Face à la "répétition des canicules, il va falloir intervenir rapidement", a déclaré Emmanuelle Cosse, présidente de l’USH, lors d’une conférence de presse. La responsable a également annoncé avoir "formalisé" un "plan d’action pour l’habitabilité des logements sociaux en cas de fortes chaleurs" : les "solutions rapides, de bon sens et efficaces" consistent à "massifier l’installation d’un brasseur d’air, a minima dans une pièce, et à remettre des volets partout", a expliqué Emmanuelle Cosse.

 

 

Seulement 56 % des logements HLM équipés de protections solaires

D’après les études de l’USH, seulement 56 % des logements HLM disposent d’occultations solaires. "Un problème", selon Emmanuelle Cosse, alors que les épisodes de chaleur se répètent. 

 

La situation est encore plus marquée concernant les brasseurs d’air, également appelés ventilateurs de plafond : à peine 3 % des logements sociaux en sont actuellement équipés. © IA / Laure Pophillat

 

L’USH souhaite donc accélérer le déploiement de ces deux équipements, considérés comme des solutions permettant d’améliorer rapidement l’habitabilité des logements lors des épisodes de fortes chaleurs.

Le coût de cette adaptation est toutefois conséquent. L’installation de volets est estimée entre 2 875 et 3 500 euros par logement, selon le nombre de fenêtres concernées. Il faut y ajouter entre 300 et 500 euros pour l’installation d’un brasseur d’air. À l’échelle du parc social familial métropolitain, l’addition atteint ainsi 8,6 milliards d’euros, une estimation excluant les :

– résidences sociales,

– résidences seniors et étudiantes,

– et, enfin, les logements sociaux situés en Outre-mer.

 

Les besoins sont évidemment particulièrement importants dans les territoires les plus exposés aux fortes chaleurs. Pour les logements situés dans les zones du sud de la France et dans les grandes villes, considérés comme prioritaires, le coût est estimé à 2,8 milliards d’euros.

 

 

Le financement des travaux comme question centrale

Pour l’USH, l’adaptation aux fortes chaleurs doit toutefois s’inscrire dans un programme plus conséquent de transformation du parc social. "C’est un enjeu important, mais qui s’ajoute à tous les autres enjeux de rénovation du parc, d’adaptation au vieillissement", a rappelé Emmanuelle Cosse. La présidente de l’USH pointe ainsi le manque de réflexion sur le financement de ces travaux, alors que les bailleurs sociaux doivent déjà faire face à d’autres besoins importants de rénovation et d’adaptation de leur parc.

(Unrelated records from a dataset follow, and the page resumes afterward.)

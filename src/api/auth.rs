//! Auth Endpoints
//!
//! Token login, registration and current-user lookup.

use percent_encoding::{utf8_percent_encode, NON_ALPHANUMERIC};

use super::{encode_err, ApiClient};
use crate::error::ApiError;
use crate::models::{LoginData, RegisterData, TokenResponse, User};

/// POST /token with a form-urlencoded body
pub async fn login(client: &ApiClient, data: &LoginData) -> Result<TokenResponse, ApiError> {
    let request = client
        .post("/token")
        .header("Content-Type", "application/x-www-form-urlencoded")
        .body(encode_login_form(data))
        .map_err(encode_err)?;
    client.fetch_json(request).await
}

pub async fn register(client: &ApiClient, data: &RegisterData) -> Result<User, ApiError> {
    let request = client.post("/users/register").json(data).map_err(encode_err)?;
    client.fetch_json(request).await
}

pub async fn current_user(client: &ApiClient) -> Result<User, ApiError> {
    let request = client.get("/users/me").build().map_err(encode_err)?;
    client.fetch_json(request).await
}

pub fn encode_login_form(data: &LoginData) -> String {
    format!(
        "username={}&password={}",
        utf8_percent_encode(&data.username, NON_ALPHANUMERIC),
        utf8_percent_encode(&data.password, NON_ALPHANUMERIC),
    )
}

#[cfg(test)]
mod tests {
    use super::*;

    #[test]
    fn test_login_form_is_percent_encoded() {
        let data = LoginData {
            username: "merlin".into(),
            password: "p@ss w&rd=1".into(),
        };
        assert_eq!(encode_login_form(&data), "username=merlin&password=p%40ss%20w%26rd%3D1");
    }
}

En sus, cette annonce intervient alors que la demande de logements sociaux continue de progresser. Lors de la présentation du congrès HLM, qui se déroulera du 22 au 24 septembre à Bordeaux, Emmanuelle Cosse a indiqué que 2,9 millions de ménages étaient en attente d’un logement social au 31 juin dernier. Ce nombre progresse de 2,7 % par rapport à la fin de l’année 2025, même si l'augmentation du nombre de demandeurs ralentit.

Dans le même temps, la production de logements sociaux devrait rester en 2026 à un niveau proche de celui enregistré en 2025, avec environ 102 000 nouveaux logements.